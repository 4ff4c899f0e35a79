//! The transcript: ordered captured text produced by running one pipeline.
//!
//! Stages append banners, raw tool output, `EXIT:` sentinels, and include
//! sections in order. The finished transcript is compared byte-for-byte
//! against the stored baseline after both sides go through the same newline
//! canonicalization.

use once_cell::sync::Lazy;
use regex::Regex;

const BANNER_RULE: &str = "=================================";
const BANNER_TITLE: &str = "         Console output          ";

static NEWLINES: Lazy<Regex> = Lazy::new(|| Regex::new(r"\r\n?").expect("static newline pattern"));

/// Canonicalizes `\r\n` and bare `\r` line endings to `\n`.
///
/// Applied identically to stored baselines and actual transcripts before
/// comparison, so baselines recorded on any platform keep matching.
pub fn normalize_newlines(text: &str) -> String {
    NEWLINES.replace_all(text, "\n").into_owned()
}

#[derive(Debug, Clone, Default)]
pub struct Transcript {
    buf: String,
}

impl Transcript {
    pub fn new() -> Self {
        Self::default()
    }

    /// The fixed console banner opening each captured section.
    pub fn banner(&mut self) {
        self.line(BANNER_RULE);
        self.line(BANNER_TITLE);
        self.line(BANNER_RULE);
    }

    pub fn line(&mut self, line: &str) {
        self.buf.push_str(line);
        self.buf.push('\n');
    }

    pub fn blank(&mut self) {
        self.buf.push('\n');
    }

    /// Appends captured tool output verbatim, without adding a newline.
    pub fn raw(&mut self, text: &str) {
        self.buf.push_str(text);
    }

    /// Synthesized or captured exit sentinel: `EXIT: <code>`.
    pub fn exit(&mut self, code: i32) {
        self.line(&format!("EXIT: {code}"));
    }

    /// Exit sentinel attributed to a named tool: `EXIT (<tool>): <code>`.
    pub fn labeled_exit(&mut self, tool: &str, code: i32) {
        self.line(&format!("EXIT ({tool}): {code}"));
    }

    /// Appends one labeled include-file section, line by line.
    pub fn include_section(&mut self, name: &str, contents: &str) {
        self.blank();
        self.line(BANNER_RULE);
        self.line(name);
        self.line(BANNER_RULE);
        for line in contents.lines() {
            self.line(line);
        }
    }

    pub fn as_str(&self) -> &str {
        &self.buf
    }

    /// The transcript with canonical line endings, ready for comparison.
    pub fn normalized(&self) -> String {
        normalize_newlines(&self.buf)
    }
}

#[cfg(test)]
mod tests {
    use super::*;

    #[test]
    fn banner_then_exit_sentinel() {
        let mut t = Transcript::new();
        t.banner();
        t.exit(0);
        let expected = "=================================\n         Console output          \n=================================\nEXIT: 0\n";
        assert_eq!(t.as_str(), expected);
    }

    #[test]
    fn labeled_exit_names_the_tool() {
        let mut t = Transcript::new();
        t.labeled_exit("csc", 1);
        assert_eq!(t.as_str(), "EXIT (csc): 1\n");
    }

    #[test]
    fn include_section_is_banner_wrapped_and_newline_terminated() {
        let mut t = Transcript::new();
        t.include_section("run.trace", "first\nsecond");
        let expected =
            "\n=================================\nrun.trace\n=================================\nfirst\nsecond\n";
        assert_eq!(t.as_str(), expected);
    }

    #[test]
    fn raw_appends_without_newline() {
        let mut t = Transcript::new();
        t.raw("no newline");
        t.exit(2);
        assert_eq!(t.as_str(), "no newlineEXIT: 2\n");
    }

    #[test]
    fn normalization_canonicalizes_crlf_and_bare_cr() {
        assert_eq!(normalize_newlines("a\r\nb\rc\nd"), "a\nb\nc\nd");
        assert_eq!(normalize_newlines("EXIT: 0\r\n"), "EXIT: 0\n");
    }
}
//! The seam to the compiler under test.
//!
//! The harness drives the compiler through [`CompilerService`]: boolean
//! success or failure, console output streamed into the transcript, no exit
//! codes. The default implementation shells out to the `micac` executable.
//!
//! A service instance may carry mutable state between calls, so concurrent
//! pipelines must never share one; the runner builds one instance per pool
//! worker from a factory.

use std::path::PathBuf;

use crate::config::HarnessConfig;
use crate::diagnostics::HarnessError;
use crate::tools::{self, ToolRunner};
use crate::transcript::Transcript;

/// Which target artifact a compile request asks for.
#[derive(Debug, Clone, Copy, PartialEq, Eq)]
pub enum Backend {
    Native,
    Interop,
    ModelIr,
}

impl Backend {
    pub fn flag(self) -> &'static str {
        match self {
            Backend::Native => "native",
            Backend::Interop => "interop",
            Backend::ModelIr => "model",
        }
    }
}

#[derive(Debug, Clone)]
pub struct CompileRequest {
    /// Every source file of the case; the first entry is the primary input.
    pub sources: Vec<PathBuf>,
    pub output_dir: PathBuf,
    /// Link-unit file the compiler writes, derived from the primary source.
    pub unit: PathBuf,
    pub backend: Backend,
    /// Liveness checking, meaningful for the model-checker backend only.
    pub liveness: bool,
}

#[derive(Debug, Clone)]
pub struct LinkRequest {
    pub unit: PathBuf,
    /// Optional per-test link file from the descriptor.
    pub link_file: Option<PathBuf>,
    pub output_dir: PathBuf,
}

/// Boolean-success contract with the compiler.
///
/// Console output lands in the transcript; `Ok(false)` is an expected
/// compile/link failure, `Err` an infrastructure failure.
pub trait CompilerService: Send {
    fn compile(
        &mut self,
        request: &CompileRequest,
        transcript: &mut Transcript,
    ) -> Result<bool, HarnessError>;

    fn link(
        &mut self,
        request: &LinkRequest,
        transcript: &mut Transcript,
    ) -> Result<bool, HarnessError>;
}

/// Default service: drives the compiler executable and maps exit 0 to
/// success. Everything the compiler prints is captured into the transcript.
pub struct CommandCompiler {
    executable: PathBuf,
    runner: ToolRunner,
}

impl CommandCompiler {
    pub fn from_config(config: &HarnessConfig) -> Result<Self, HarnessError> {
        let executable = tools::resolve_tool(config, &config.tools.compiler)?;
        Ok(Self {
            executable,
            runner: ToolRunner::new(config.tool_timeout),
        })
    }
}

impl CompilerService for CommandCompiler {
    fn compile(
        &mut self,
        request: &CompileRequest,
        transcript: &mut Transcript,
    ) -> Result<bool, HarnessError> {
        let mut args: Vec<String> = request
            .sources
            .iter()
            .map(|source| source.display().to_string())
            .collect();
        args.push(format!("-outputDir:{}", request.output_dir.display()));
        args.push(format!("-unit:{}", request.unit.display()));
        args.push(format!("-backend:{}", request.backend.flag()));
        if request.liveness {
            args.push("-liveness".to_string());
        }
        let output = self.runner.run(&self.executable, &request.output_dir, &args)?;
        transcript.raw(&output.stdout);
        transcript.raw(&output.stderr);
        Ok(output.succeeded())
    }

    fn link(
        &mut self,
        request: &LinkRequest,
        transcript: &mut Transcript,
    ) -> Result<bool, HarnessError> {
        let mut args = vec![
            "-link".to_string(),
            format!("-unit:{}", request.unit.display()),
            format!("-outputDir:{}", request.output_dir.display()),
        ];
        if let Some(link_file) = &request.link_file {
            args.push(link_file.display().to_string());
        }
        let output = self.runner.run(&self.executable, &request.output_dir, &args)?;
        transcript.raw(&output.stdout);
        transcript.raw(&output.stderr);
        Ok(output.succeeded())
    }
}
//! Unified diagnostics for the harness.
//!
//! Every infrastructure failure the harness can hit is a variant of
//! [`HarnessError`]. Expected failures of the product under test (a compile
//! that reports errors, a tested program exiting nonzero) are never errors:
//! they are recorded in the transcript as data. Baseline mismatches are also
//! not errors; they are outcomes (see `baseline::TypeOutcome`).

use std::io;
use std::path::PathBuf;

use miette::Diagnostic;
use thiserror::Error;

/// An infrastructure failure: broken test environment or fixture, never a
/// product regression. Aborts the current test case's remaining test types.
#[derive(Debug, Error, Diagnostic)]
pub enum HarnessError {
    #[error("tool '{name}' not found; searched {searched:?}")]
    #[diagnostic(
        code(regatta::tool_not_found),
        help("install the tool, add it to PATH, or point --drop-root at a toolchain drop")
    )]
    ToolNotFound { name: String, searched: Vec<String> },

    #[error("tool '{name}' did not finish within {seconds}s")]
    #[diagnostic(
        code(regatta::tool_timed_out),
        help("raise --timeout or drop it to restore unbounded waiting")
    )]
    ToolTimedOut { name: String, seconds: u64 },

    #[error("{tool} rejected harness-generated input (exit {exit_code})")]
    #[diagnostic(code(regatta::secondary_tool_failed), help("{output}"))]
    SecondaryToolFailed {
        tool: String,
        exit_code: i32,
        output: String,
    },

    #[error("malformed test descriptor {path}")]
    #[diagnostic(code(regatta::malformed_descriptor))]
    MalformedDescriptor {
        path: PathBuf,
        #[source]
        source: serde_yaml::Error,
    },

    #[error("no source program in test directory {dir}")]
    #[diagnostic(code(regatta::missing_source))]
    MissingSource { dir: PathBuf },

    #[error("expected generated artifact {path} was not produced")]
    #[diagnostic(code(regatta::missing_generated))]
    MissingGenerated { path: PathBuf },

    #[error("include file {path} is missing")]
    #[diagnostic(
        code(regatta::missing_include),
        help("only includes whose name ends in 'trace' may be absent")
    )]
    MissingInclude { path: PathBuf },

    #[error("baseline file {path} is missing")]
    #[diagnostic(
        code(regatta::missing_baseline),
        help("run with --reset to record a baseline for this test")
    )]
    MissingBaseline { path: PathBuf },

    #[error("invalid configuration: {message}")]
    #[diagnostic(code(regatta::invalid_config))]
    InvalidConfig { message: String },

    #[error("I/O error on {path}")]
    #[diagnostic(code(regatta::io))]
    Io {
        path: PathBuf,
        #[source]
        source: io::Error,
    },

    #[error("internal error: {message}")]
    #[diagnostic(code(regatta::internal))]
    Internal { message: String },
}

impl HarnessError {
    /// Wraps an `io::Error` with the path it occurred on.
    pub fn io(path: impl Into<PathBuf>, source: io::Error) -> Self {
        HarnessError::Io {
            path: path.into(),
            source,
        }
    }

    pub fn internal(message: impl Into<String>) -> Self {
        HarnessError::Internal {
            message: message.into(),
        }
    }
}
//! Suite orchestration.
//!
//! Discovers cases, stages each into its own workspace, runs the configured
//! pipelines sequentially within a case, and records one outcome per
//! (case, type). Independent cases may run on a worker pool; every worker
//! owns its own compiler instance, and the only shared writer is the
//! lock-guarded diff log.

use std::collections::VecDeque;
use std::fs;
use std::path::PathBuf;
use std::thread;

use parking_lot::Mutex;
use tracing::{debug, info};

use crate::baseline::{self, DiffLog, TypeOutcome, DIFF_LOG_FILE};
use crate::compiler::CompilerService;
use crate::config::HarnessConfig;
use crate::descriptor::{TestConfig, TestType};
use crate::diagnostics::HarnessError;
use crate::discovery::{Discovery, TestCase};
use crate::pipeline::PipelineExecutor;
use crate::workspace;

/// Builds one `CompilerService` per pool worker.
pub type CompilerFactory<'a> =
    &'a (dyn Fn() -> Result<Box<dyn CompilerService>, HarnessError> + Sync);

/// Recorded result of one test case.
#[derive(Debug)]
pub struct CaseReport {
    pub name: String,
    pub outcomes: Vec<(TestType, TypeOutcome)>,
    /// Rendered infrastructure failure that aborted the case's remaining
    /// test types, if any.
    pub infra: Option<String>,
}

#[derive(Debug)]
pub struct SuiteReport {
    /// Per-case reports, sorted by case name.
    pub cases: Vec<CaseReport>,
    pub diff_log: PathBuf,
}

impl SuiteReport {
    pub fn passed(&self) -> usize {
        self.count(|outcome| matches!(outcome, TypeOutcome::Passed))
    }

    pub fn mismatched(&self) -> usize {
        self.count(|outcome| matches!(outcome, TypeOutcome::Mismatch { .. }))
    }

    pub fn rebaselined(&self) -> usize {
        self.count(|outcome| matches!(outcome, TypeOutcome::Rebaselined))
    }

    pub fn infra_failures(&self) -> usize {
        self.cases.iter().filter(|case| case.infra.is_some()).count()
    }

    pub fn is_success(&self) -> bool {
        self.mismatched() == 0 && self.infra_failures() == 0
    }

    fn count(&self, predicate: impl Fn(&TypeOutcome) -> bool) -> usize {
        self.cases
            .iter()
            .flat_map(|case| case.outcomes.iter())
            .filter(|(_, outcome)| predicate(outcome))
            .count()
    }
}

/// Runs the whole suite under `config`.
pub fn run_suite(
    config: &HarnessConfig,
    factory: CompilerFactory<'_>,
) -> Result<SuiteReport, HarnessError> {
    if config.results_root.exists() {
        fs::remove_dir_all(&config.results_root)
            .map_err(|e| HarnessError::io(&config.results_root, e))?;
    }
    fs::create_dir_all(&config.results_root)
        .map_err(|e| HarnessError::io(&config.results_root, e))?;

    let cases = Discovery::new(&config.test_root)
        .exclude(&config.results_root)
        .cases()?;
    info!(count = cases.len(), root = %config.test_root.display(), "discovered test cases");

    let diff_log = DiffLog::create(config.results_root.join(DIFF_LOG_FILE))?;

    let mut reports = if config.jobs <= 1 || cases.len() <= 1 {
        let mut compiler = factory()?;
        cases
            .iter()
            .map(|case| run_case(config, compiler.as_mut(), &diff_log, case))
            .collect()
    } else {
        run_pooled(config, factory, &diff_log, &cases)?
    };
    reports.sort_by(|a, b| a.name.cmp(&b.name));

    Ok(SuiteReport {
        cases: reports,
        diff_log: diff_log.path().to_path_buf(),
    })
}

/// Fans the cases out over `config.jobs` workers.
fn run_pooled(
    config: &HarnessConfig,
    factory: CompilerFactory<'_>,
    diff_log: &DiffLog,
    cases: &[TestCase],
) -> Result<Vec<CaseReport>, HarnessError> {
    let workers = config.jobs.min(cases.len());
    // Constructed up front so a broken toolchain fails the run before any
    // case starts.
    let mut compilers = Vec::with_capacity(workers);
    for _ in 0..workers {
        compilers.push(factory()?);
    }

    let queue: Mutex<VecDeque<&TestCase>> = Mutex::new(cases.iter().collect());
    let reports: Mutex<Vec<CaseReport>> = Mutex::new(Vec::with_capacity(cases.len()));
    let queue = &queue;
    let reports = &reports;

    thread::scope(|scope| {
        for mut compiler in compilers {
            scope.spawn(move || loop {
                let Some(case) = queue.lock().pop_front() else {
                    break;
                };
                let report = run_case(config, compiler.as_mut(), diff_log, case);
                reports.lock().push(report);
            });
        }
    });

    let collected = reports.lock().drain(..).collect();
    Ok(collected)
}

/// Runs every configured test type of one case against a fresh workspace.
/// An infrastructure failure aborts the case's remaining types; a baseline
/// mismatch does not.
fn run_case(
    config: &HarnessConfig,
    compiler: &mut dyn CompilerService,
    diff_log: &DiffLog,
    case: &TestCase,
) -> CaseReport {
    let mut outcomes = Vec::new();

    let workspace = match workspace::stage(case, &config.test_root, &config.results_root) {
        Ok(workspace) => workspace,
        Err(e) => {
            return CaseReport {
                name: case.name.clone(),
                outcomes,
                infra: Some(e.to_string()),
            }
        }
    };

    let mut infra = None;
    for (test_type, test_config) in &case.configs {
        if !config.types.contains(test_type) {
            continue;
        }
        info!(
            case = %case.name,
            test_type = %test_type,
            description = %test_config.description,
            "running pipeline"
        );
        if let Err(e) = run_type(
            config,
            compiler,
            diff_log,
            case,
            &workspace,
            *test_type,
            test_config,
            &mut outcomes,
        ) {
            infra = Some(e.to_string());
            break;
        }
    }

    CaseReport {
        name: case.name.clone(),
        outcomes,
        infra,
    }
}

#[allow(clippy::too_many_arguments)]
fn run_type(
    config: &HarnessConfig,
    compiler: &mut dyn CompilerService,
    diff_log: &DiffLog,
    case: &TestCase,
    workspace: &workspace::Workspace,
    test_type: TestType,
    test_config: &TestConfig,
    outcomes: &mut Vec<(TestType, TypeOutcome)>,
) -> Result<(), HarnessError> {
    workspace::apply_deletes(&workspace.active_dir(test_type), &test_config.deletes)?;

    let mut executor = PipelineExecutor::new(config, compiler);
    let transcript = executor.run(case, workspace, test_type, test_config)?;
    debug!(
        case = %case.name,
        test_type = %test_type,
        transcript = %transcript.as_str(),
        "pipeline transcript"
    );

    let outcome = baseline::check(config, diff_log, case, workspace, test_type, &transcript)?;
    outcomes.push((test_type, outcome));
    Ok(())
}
════════════════
The string "VecDeque" may occur in the listing; show every line where it does.

— ANSWER AREA —
use std::collections::VecDeque;
    let queue: Mutex<VecDeque<&TestCase>> = Mutex::new(cases.iter().collect());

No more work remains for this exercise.